OCR-File
A tool to combine PDF tools, OCR tools and image processing into a
single interface as both a CLI and a library.
Installation
Add this line to your application's Gemfile:
gem 'ocr-file'
And then execute:
$ bundle
Or install it yourself as:
$ gem install ocr-file
Other required dependencies
You will need to install tesseract
with your desired language on your system,
pdftoppm
needs to be available and also image-magick
.
Usage
require 'ocr-file'
config = {
filetype: 'png',
quality: 100,
dpi: 300,
font: 'Helvetica',
font_size: 5,
text_x: 20,
text_y: 800,
minimum_word: 5,
image_annotator: nil,
type_of_ocr: OcrFile::OcrEngines::CloudVision::DOCUMENT_TEXT_DETECTION,
ocr_engine: 'tesseract',
image_preprocess: true,
effects: ['despeckle', 'deskew', 'enhance', 'sharpen', 'remove_shadow', 'bw'],
automatic_reprocess: true,
dimensions: [width, height],
optimise_pdf: true,
extract_pdf_images: true,
temp_filename_prefix: 'image',
spelling_correction: true,
keep_files: false,
verbose: true,
timing: true
}
doc = OcrFile::Document.new(
original_file_path: '/path-to-original-file/',
save_file_path: '/folder-to-save-to/',
config: config
)
doc.to_s
doc.to_pdf
doc.to_text
original_file_path = 'file.txt' OR 'file.png'
doc = OcrFile::Document.new(
original_file_path: original_file_path,
save_file_path: '/folder-to-save-to/',
config: config
)
doc.to_pdf
file_paths = []
merged_document = ::HexaPDF::Document.new
dimensions = [width, height]
documents = file_paths.map { |path| OcrFile::ImageEngines::PdfEngine.insert_image(merged_document, path, dimensions: dimensions) }
OcrFile::ImageEngines::PdfEngine.save_pdf(merged_document, save_file_path, optimise: true)
Notes / Tips
Set extract_pdf_images
to false
for higher quality OCR. However this will consume more temporary space per PDF page and also be considerably slower.
Image pre-processing only thresholds (bw), normalises the colour space, removes speckles, removes shadows and tries to straighten the image.

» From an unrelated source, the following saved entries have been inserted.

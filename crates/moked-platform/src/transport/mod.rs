pub mod fetch;

pub use fetch::FetchTransport;
use serde::{Deserialize, Serialize};

/// Widget configuration: endpoint, pacing, and all user-visible text.
///
/// The defaults are the Hebrew-first support-desk persona; hosts embedding
/// the widget can deserialize their own copy to rebrand it.
#[derive(Debug, Clone, Serialize, Deserialize)]
pub struct WidgetConfig {
    /// Relay endpoint the widget posts conversations to.
    pub api_url: String,
    /// Artificial pause between the optimistic user message and the
    /// outbound request, so the transition does not feel abrupt.
    pub send_delay_ms: u32,
    /// Delay before the first welcome line is revealed.
    pub welcome_first_delay_ms: u32,
    /// Delay between subsequent welcome lines.
    pub welcome_step_delay_ms: u32,
    /// Introductory lines revealed one by one on an empty conversation.
    pub welcome_lines: Vec<String>,
    /// Shortcut prompts shown while the conversation is empty.
    pub quick_actions: Vec<QuickAction>,
    pub texts: UiTexts,
}

#[derive(Debug, Clone, Serialize, Deserialize)]
pub struct QuickAction {
    pub label: String,
    pub icon: String,
}

/// Localized interface strings. Hebrew by default; all of them are
/// non-technical — failure detail belongs in logs, never in the transcript.
#[derive(Debug, Clone, Serialize, Deserialize)]
pub struct UiTexts {
    pub title: String,
    pub status_online: String,
    pub status_typing: String,
    pub thinking: String,
    pub input_hint: String,
    pub new_chat: String,
    /// Appended to the transcript when a request fails.
    pub error_reply: String,
    /// Used when the stream completed without producing any text.
    pub empty_reply: String,
}

impl Default for WidgetConfig {
    fn default() -> Self {
        Self {
            api_url: "/api/chat".to_string(),
            send_delay_ms: 400,
            welcome_first_delay_ms: 500,
            welcome_step_delay_ms: 800,
            welcome_lines: vec![
                "שלום! 👋".to_string(),
                "אני העוזר הקהילתי של מוקד.".to_string(),
                "אני יכול לעזור לך עם שאלות על הפלטפורמה, אינטגרציות, סליקה, עיצוב ועוד."
                    .to_string(),
                "מה תרצה לדעת?".to_string(),
            ],
            quick_actions: vec![
                QuickAction {
                    label: "איך מחברים API?".to_string(),
                    icon: "🔌".to_string(),
                },
                QuickAction {
                    label: "סליקה עם Stripe".to_string(),
                    icon: "💳".to_string(),
                },
                QuickAction {
                    label: "בעיות אותנטיקציה".to_string(),
                    icon: "🔐".to_string(),
                },
                QuickAction {
                    label: "עיצוב RTL".to_string(),
                    icon: "◀".to_string(),
                },
            ],
            texts: UiTexts::default(),
        }
    }
}

impl Default for UiTexts {
    fn default() -> Self {
        Self {
            title: "עוזר קהילתי".to_string(),
            status_online: "מחובר".to_string(),
            status_typing: "מקליד...".to_string(),
            thinking: "חושב...".to_string(),
            input_hint: "כתבו שאלה...".to_string(),
            new_chat: "שיחה חדשה".to_string(),
            error_reply: "מצטער, קרתה שגיאה. אנא נסה שוב.".to_string(),
            empty_reply: "לא קיבלתי תשובה. נסה שוב.".to_string(),
        }
    }
}

impl WidgetConfig {
    /// The welcome text as it appears once collapsed into a single message.
    pub fn welcome_as_message(&self) -> String {
        self.welcome_lines.join("\n\n")
    }
}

Will make the end result Black and White but have far more accurate OCR (PDFs). The order of operations is important, but steps can be removed when necessary. Expanding the colour dynamic range with 'norm'
can also be done but isn't recommended.
automatic_reprocess
is much slower as it has to re-do operations per image (in some cases) but will select the best result for each page.
Simple CLI
Once installed you can use ocr-file
as a CLI. Its currently a reduced set of options. These are subject to change in future versions
# Basic Usage with console output
ocr-file input_file_path output_folder_path
# Output to PDF
ocr-file input_file_path output_folder_path pdf
# Output to TXT
ocr-file input_file_path output_folder_path txt
Development
After checking out the repo, run bin/setup
to install dependencies. Then, run rake test
to run the tests. You can also run bin/console
for an interactive prompt that will allow you to experiment.
To install this gem onto your local machine, run bundle exec rake install
. To release a new version, update the version number in version.rb
, and then run bundle exec rake release
, which will create a git tag for the version, push git commits and tags, and push the .gem
file to rubygems.org.
TODOs
- input validation
- Better CLI
- password
- Base64 encoding
- requirements checking (installed dependencies etc ...)
- Tests
- Configurable temp folder cleanup
- Improve console output
- Fix spaces in file names
- Better verbosity
- Docker
- pdftk / pdf merge for text and bookmarks etc ...
Tests
To run tests execute:
$ rake test
Contributing
Bug reports and pull requests are welcome on GitHub at https://github.com/trex22/ocr-file. This project is intended to be a safe, welcoming space for collaboration, and contributors are expected to adhere to the Contributor Covenant code of conduct.
License
The gem is available as open source under the terms of the MIT License.
Code of Conduct
Everyone interacting in the OCR-File: project’s codebases, issue trackers, chat rooms and mailing lists is expected to follow the code of conduct.